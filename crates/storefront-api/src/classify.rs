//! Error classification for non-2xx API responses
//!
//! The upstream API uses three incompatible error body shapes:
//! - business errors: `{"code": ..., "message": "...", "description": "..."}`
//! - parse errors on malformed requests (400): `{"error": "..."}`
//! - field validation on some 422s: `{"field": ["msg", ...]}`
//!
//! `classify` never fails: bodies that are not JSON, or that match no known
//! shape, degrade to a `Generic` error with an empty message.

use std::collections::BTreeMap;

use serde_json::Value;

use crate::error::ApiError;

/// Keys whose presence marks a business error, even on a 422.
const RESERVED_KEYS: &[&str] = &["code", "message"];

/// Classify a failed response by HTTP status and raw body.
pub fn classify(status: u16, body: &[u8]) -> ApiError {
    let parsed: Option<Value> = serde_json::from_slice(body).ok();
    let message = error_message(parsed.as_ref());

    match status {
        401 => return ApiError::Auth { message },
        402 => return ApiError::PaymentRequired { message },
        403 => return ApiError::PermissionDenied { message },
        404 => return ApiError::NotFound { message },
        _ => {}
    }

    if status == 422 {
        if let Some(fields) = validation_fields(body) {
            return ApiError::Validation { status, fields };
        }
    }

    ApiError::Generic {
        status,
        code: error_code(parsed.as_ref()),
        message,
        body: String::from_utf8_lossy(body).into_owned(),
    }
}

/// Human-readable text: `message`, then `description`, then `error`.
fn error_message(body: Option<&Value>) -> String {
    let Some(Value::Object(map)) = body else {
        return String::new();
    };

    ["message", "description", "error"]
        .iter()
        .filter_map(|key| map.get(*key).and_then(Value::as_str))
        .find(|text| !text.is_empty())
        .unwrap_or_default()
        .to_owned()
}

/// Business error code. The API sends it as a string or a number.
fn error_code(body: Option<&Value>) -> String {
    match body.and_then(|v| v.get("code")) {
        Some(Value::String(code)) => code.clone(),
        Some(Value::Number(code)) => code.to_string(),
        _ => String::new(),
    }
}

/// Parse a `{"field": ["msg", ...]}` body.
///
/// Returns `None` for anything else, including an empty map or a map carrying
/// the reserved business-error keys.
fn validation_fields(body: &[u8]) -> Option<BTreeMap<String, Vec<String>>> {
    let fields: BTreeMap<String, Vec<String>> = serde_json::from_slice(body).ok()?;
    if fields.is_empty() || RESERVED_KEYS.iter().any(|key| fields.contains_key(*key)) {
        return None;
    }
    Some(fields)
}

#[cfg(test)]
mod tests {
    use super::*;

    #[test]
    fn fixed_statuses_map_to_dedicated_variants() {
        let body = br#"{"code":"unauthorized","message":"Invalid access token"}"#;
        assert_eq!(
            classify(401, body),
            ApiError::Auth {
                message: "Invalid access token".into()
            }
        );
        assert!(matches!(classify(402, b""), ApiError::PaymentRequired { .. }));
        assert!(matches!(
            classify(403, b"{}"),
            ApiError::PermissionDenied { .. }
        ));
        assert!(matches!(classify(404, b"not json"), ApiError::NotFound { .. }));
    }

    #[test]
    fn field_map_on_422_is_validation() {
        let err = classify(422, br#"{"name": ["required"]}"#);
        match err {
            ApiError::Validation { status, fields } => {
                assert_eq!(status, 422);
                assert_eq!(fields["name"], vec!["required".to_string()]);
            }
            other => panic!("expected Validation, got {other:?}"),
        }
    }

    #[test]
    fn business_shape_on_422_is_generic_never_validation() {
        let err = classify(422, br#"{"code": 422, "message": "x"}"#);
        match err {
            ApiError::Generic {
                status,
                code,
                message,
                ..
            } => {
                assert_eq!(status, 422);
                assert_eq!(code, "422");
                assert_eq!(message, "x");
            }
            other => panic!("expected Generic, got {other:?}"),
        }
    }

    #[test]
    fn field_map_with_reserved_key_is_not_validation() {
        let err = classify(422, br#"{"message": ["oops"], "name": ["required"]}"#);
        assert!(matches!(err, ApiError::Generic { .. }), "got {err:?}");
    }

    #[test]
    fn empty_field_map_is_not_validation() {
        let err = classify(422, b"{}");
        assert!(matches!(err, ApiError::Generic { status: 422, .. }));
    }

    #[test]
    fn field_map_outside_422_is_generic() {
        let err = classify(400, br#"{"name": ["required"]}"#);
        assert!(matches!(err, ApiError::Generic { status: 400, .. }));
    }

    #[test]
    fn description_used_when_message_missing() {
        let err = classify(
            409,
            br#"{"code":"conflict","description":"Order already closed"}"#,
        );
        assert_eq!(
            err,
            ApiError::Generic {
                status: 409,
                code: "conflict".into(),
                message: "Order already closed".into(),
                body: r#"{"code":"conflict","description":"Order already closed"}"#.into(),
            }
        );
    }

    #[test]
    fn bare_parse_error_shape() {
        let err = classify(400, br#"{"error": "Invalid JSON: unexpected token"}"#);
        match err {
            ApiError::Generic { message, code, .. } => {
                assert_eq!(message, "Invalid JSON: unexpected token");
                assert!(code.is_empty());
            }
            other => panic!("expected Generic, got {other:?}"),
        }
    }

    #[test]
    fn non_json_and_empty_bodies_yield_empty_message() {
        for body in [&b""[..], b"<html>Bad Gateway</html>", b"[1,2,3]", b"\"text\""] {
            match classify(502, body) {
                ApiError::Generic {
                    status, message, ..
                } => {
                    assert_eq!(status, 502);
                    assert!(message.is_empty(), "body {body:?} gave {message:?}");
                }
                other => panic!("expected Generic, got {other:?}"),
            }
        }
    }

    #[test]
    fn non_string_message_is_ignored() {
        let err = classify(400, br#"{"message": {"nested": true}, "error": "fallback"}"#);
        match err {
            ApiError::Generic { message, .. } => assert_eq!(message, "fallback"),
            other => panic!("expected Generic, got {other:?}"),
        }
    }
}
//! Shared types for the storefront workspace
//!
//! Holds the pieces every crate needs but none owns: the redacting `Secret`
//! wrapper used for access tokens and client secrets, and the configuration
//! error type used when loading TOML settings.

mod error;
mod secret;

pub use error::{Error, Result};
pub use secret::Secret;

***

- **THE TASK**: Wherever "matches" turns up in the records, copy the whole line.

- **RESPONSE TO THE EXERCISE**:
        assert!(matches!(classify(402, b""), ApiError::PaymentRequired { .. }));
        assert!(matches!(
        assert!(matches!(classify(404, b"not json"), ApiError::NotFound { .. }));
        assert!(matches!(err, ApiError::Generic { .. }), "got {err:?}");
        assert!(matches!(err, ApiError::Generic { status: 422, .. }));
        assert!(matches!(err, ApiError::Generic { status: 400, .. }));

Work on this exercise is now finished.